As regards the planning side of this, the Government are trying to bolt the stable door after the horse has gone, because we have such a plethora of betting shops with these machines in them that it is very hard to believe that the changes in planning will go any way towards remedying the situation. They might prevent it getting worse but that is all. I am impressed by the overwhelming number of organisations and local authorities—people who know what they are about—that are opposed to the present situation and do not believe that the Government’s proposals go far enough.

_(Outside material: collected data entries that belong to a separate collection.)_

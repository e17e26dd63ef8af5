//! Domain models for per-region case observations.
//!
//! A [`RawRecord`] is one row as the tabular collaborator hands it over: the
//! date is still text and the trailing-week count may be missing. An
//! [`Observation`] is the validated form the chart pipeline works on.

use chrono::NaiveDate;
use serde::{Deserialize, Serialize};

/// One unvalidated input row.
///
/// # Examples
///
/// ```
/// use trajectory_backend::core::domain::RawRecord;
///
/// let row = RawRecord::new("Kathmandu", "05/04/2020", 12.0, Some(9.0));
/// assert!(row.has_weekly_cases());
/// ```
#[derive(Debug, Clone, PartialEq, Serialize, Deserialize)]
pub struct RawRecord {
    pub region: String,
    pub date: String,
    pub cumulative_cases: f64,
    pub weekly_cases: Option<f64>,
}

impl RawRecord {
    pub fn new(
        region: impl Into<String>,
        date: impl Into<String>,
        cumulative_cases: f64,
        weekly_cases: Option<f64>,
    ) -> Self {
        Self {
            region: region.into(),
            date: date.into(),
            cumulative_cases,
            weekly_cases,
        }
    }

    /// Rows without a trailing-week value never reach the chart.
    pub fn has_weekly_cases(&self) -> bool {
        self.weekly_cases.is_some_and(|v| !v.is_nan())
    }
}

/// A single region's case counts on one date.
///
/// `cumulative_cases` is assumed non-decreasing per region as dates advance;
/// nothing in the backend checks or repairs that.
#[derive(Debug, Clone, PartialEq, Serialize, Deserialize)]
pub struct Observation {
    pub region: String,
    pub date: NaiveDate,
    pub cumulative_cases: f64,
    /// New cases over the trailing seven days
    pub weekly_cases: f64,
}

impl Observation {
    pub fn new(
        region: impl Into<String>,
        date: NaiveDate,
        cumulative_cases: f64,
        weekly_cases: f64,
    ) -> Self {
        Self {
            region: region.into(),
            date,
            cumulative_cases,
            weekly_cases,
        }
    }

    /// The (x, y) position of this observation on the trajectory chart.
    pub fn point(&self) -> (f64, f64) {
        (self.cumulative_cases, self.weekly_cases)
    }
}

Let us take a problem gambler, a person who is pretty well addicted: we know that quite a number of people are. This person goes into a shop and he is told that there is a limit. He responds, “Oh, that’s all right, I understand about the limit. I want to bet £100 every 20 seconds”. That is not going to stop anybody. It might stop a timid soul but not a gambler of that sort. The difficulty is that because of the speed with which it happens there is hardly time for anybody to pause and say, “This is ridiculous. I shouldn’t go on backing the loss of money”. Psychologically, at least if one is somewhere where one can gamble only at intervals, one can reflect on the likelihood of losing or winning and on the need to be cautious. People get caught up psychologically. They lose money and say, “I must go on betting in the hope of getting my money back”. Surely that is the cause. It is a social evil to encourage people to bet in this way and lose money. A lot of the criticism is about how this happens in very deprived areas.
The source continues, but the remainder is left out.